Picks and Pans Review: Coming of Age

UPDATED 04/11/1988 at 01:00 AM EDT Originally published 04/11/1988 at 01:00 AM EDT

CBS (Tuesdays, 9 p.m. ET)

A

The folks at CBS, now known as the No. 3 Network, appear to be suicidal. They get a 100 percent wonderful show and what do they do with it? They bury it in the Tuesday garbage heap after the belch-worthy Trial and Error and My Sister Sam and up against that erstwhile competition-killer, Moonlighting. If this series dies, then I want to see the Littlest Network's programming boss drawn and quartered. In slow motion. Coming of Age is that good, so good that it deserves defending, so good it deserves watching. This new sitcom stars Paul (Breaking Away) Dooley as an airline pilot who is forced to retire at age 60. Then he's dragooned by his wife (Phyllis Newman) into moving to an Arizona retirement community inhabited by benign, white-haired bozos: Alan (Mister Ed) Young as a hobby-happy neighbor in loud plaid pants, Glynis Johns as his smiley wife, and Ruta Lee as the neighborhood's black-widow sexpot.

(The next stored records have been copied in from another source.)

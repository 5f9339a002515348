//! Claims and the run results that back them.

use serde::{Deserialize, Serialize};
use unicode_normalization::UnicodeNormalization;

use crate::record::{Evidence, EvidenceClass};

/// What a claim asserts about the world.
#[derive(Debug, Clone, Copy, PartialEq, Eq, Serialize, Deserialize)]
#[serde(rename_all = "snake_case")]
pub enum ClaimKind {
    /// A test run passed
    TestsPass,
    /// A build succeeded
    BuildSucceeds,
    /// An operator attests to something; any matching record backs it
    Attested,
}

/// A statement the engine must not accept without evidence.
#[derive(Debug, Clone, PartialEq, Eq, Serialize, Deserialize)]
pub struct Claim {
    pub claim_id: String,
    pub label: String,
    pub kind: ClaimKind,
    pub required_class: EvidenceClass,
    /// Records explicitly cited by the claimant
    #[serde(default, skip_serializing_if = "Vec::is_empty")]
    pub evidence_ids: Vec<String>,
}

impl Claim {
    #[must_use]
    pub fn new(
        claim_id: impl Into<String>,
        label: impl Into<String>,
        kind: ClaimKind,
        required_class: EvidenceClass,
    ) -> Self {
        Self {
            claim_id: claim_id.into(),
            label: label.into(),
            kind,
            required_class,
            evidence_ids: Vec::new(),
        }
    }

    #[must_use]
    pub fn citing(mut self, evidence_id: impl Into<String>) -> Self {
        self.evidence_ids.push(evidence_id.into());
        self
    }

    /// Whether `evidence` is addressed to this claim by id.
    #[must_use]
    pub fn cites(&self, evidence: &Evidence) -> bool {
        self.evidence_ids.iter().any(|id| *id == evidence.evidence_id)
            || evidence.evidence_id == self.claim_id
            || evidence.payload_str("claim_id") == Some(self.claim_id.as_str())
    }

    /// Whether `evidence` carries a label that normalizes to this claim's label.
    #[must_use]
    pub fn matches_label(&self, evidence: &Evidence) -> bool {
        let own = slug(&self.label);
        !own.is_empty() && evidence.payload_str("label").map(slug).as_deref() == Some(own.as_str())
    }
}

/// Normalized matching key: NFKD, ASCII alphanumerics only, lowercase,
/// runs of anything else collapsed to a single `-`.
#[must_use]
pub fn slug(input: &str) -> String {
    let mut out = String::with_capacity(input.len());
    let mut pending_dash = false;
    for c in input.nfkd() {
        if c.is_ascii_alphanumeric() {
            if pending_dash && !out.is_empty() {
                out.push('-');
            }
            pending_dash = false;
            out.push(c.to_ascii_lowercase());
        } else if !c.is_ascii() && !c.is_alphanumeric() {
            // combining marks left over from decomposition
            continue;
        } else {
            pending_dash = true;
        }
    }
    out
}

/// Outcome carried by a `test_run` or `build` evidence payload.
#[derive(Debug, Clone, Copy, PartialEq, Eq, Serialize, Deserialize)]
#[serde(tag = "kind", rename_all = "snake_case")]
pub enum RunResult {
    TestRun {
        passed: u64,
        failed: u64,
        #[serde(default)]
        skipped: u64,
        exit_code: i32,
    },
    Build {
        exit_code: i32,
    },
}

impl RunResult {
    /// Parse the structured result from an evidence payload.
    #[must_use]
    pub fn from_payload(payload: &serde_json::Value) -> Option<Self> {
        serde_json::from_value(payload.clone()).ok()
    }

    #[must_use]
    pub fn succeeded(&self) -> bool {
        match self {
            Self::TestRun {
                failed, exit_code, ..
            } => *failed == 0 && *exit_code == 0,
            Self::Build { exit_code } => *exit_code == 0,
        }
    }

    /// Whether this result is the kind of outcome `kind` talks about.
    #[must_use]
    pub fn answers(&self, kind: ClaimKind) -> bool {
        matches!(
            (self, kind),
            (Self::TestRun { .. }, ClaimKind::TestsPass) | (Self::Build { .. }, ClaimKind::BuildSucceeds)
        )
    }
}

Dooley brings wry, rebellious cynicism to this too-sunny town: He stands at the window counting gray heads and missing winter in Pittsburgh because "I have a whole new appreciation of freezing now that I know what 116 feels like.... Maybe these people aren't old, maybe they're just dehydrated." If you love TV, you have to love this show just for bringing back Mister Ed's Wilbur and also, in a guest appearance, My Mother the Car's Dave (Jerry Van Dyke). But there's another reason to love Coming of Age: It's just plain great.